A Polícia Civil solicitou, nesta terça-feira (17), a prisão do tenente-coronel Geraldo Leite Rosa Neto, marido da policial militar Gisele Alves Santana, de 32 anos, encontrada morta com um tiro na cabeça no apartamento onde o casal vivia, no bairro do Brás, na região central de São Paulo.
O caso ocorreu em 18 de fevereiro e, inicialmente, foi registrado como suicídio. No entanto, após novas diligências e relatos de um possível relacionamento abusivo, a investigação passou a tratar a morte como suspeita. O pedido de prisão ainda aguarda análise da Justiça.
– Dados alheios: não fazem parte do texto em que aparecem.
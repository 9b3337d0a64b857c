//! Low-overhead function-call tracing for bare-metal targets.
//!
//! A compiler-inserted hook fires on every function entry and exit; this
//! crate records each event into a fixed, caller-owned memory region fast
//! enough not to perturb real-time behavior, and stays safe to call from
//! both normal execution and interrupt context.
//!
//! # Design Principles
//!
//! 1. **Bounded footprint**: one pre-allocated region, overwritten
//!    circularly. The tracer never allocates, never grows, never flushes.
//! 2. **Interrupt-safe**: the only shared mutation is the ring head
//!    advance, bracketed by an interrupt mask guard; everything else runs
//!    on exclusively owned data.
//! 3. **Never observable**: hook calls have no return value, no failure
//!    path and no side effect beyond one record. Uninitialized tracing
//!    degrades to a null check per call.
//! 4. **Injected hardware**: interrupt control and the timestamp source
//!    are capability traits, so one core runs on every target and on a
//!    host with fakes under test.
//!
//! # Architecture
//!
//! ```text
//! instrumented code
//!   __cyg_profile_func_enter / _exit      (hooks)
//!         |
//!         v
//! +------------------+   claim    +------------------+
//! |      Tracer      | ---------> |    TraceRing     |
//! |  (one session)   |            | head / wrap over |
//! +---+----------+---+            | caller's region  |
//!     |          |                +------------------+
//!     v          v
//! +-------+  +---------------+
//! | Clock |  | InterruptMask |
//! | trait |  | + InterruptOps|
//! +-------+  +---------------+
//! ```
//!
//! # Usage
//!
//! ```rust,ignore
//! use calltrace::{hooks, CycleClock, NativeInterrupts, Tracer};
//!
//! static TRACER: Tracer<CycleClock, NativeInterrupts> =
//!     Tracer::new(CycleClock::new(), NativeInterrupts);
//!
//! // Once, before any instrumented function runs:
//! unsafe { TRACER.init(region_start, region_end) }?;
//! hooks::attach(&TRACER)?;
//! ```
//!
//! The captured region is read back offline (memory dump or debugger);
//! [`record::TraceRecord`] documents the layout contract.

#![cfg_attr(not(test), no_std)]

pub mod clock;
pub mod hooks;
pub mod irq;
pub mod record;
pub mod recorder;
pub mod ring;

#[cfg(any(target_arch = "x86_64", target_arch = "aarch64"))]
pub use clock::CycleClock;
pub use clock::{Clock, TickClock};
#[cfg(all(
    any(target_arch = "x86_64", target_arch = "aarch64"),
    target_os = "none"
))]
pub use irq::NativeInterrupts;
pub use irq::{InterruptMask, InterruptOps, MaskToken, Unmasked};
pub use record::{Meta, TraceRecord};
pub use recorder::{TraceSink, Tracer};
pub use ring::{RegionError, TraceRing};
//! The tracer context object: one trace session wiring a ring, an
//! interrupt mask and a clock together.
//!
//! `Tracer` owns no global state. The interrupt binding and the clock are
//! injected at construction, so independent sessions can coexist and the
//! whole capture path runs on a host with fakes. The compiler-facing C ABI
//! entry points live in [`crate::hooks`] and forward to one registered
//! session.
//!
//! Capture must never perturb the instrumented program: no failure paths,
//! no blocking, no allocation. The only observable effect of a hook call is
//! one record written (or overwritten) in the ring.

use core::ptr::NonNull;

use crate::clock::Clock;
use crate::irq::{InterruptMask, InterruptOps};
use crate::record::{Meta, TraceRecord};
use crate::ring::{RegionError, TraceRing};

/// Destination for enter/exit events, object-safe so a hook layer can hold
/// any session type-erased.
pub trait TraceSink: Sync {
    fn on_enter(&self, pc: usize, lr: usize);
    fn on_exit(&self, pc: usize, lr: usize);
}

/// One trace session.
pub struct Tracer<C, I> {
    ring: TraceRing,
    mask: InterruptMask<I>,
    clock: C,
}

impl<C: Clock, I: InterruptOps> Tracer<C, I> {
    /// A dormant tracer. Hook calls are no-ops until [`Tracer::init`] runs.
    pub const fn new(clock: C, irq: I) -> Self {
        Self {
            ring: TraceRing::new(),
            mask: InterruptMask::new(irq),
            clock,
        }
    }

    /// One-time initialization: start the clock, then arm the ring over
    /// the caller-owned `[start, end)` region (rounded down to whole
    /// records).
    ///
    /// Call once, before any instrumented function runs. No interrupt
    /// protection is needed here; no concurrent claim can exist before the
    /// first hook fires.
    ///
    /// # Safety
    ///
    /// `start..end` must be valid for reads and writes, exclusively owned
    /// by this tracer from now on, and live for the rest of the program.
    pub unsafe fn init(&self, start: *mut u8, end: *mut u8) -> Result<(), RegionError> {
        self.clock.start();
        // SAFETY: forwarded caller contract.
        unsafe { self.ring.init(start, end)? };
        log::info!(
            "trace region armed: {} records of {} bytes",
            self.ring.capacity(),
            core::mem::size_of::<TraceRecord>()
        );
        Ok(())
    }

    /// Record a function-entry event.
    #[inline(always)]
    pub fn on_enter(&self, pc: usize, lr: usize) {
        self.record(Meta::ENTER, pc, lr);
    }

    /// Record a function-exit event.
    #[inline(always)]
    pub fn on_exit(&self, pc: usize, lr: usize) {
        self.record(Meta::EXIT, pc, lr);
    }

    /// Read-side access to the captured records.
    pub fn ring(&self) -> &TraceRing {
        &self.ring
    }

    #[inline(always)]
    fn record(&self, kind: Meta, pc: usize, lr: usize) {
        // Disabled tracing costs exactly this claim's null check.
        let Some(slot) = self.ring.claim(&self.mask) else {
            return;
        };

        let timestamp = self.clock.timestamp();

        let mut meta = kind;
        if self.mask.interrupts_enabled() {
            meta |= Meta::IRQ_ENABLED;
        }
        if self.mask.in_interrupt_context() {
            meta |= Meta::IRQ_CONTEXT;
        }

        self.fill(slot, meta, timestamp, pc, lr);
    }

    #[inline(always)]
    fn fill(&self, slot: NonNull<TraceRecord>, meta: Meta, timestamp: u64, pc: usize, lr: usize) {
        // The claimed slot is exclusively ours until the ring wraps back to
        // it, so the fill needs no interrupt protection. Volatile keeps the
        // stores visible to external readers of the region.
        // SAFETY: claim returned a valid, exclusively owned slot.
        unsafe {
            slot.as_ptr().write_volatile(TraceRecord {
                meta,
                timestamp,
                pc,
                lr,
            });
        }
    }
}

impl<C: Clock + Sync, I: InterruptOps + Sync> TraceSink for Tracer<C, I> {
    #[inline(always)]
    fn on_enter(&self, pc: usize, lr: usize) {
        Tracer::on_enter(self, pc, lr);
    }

    #[inline(always)]
    fn on_exit(&self, pc: usize, lr: usize) {
        Tracer::on_exit(self, pc, lr);
    }
}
Em depoimento, o tenente-coronel afirmou que a esposa teria tirado a própria vida após uma discussão. Segundo ele, estava no banho no momento do disparo e encontrou a vítima já ferida na sala.
Entretanto, depoimentos de testemunhas levantaram dúvidas sobre essa versão. Um bombeiro que atendeu à ocorrência relatou ter estranhado a cena e afirmou que, com base em sua experiência, não havia características típicas de suicídio. Ele também destacou o comportamento do oficial, que não aparentava desespero.
Imagens obtidas durante a investigação mostram que o tenente-coronel tomou banho e trocou de roupa após a morte da esposa. Os registros também indicam que houve movimentação de pessoas no apartamento, incluindo a presença de um desembargador do Tribunal de Justiça de São Paulo.
De acordo com laudo do Instituto Médico Legal (IML), a causa da morte foi traumatismo craniano provocado por disparo de arma de fogo, com características de tiro à curta distância. O exame também apontou lesões no rosto e no pescoço da vítima, além de hematomas ao redor dos olhos.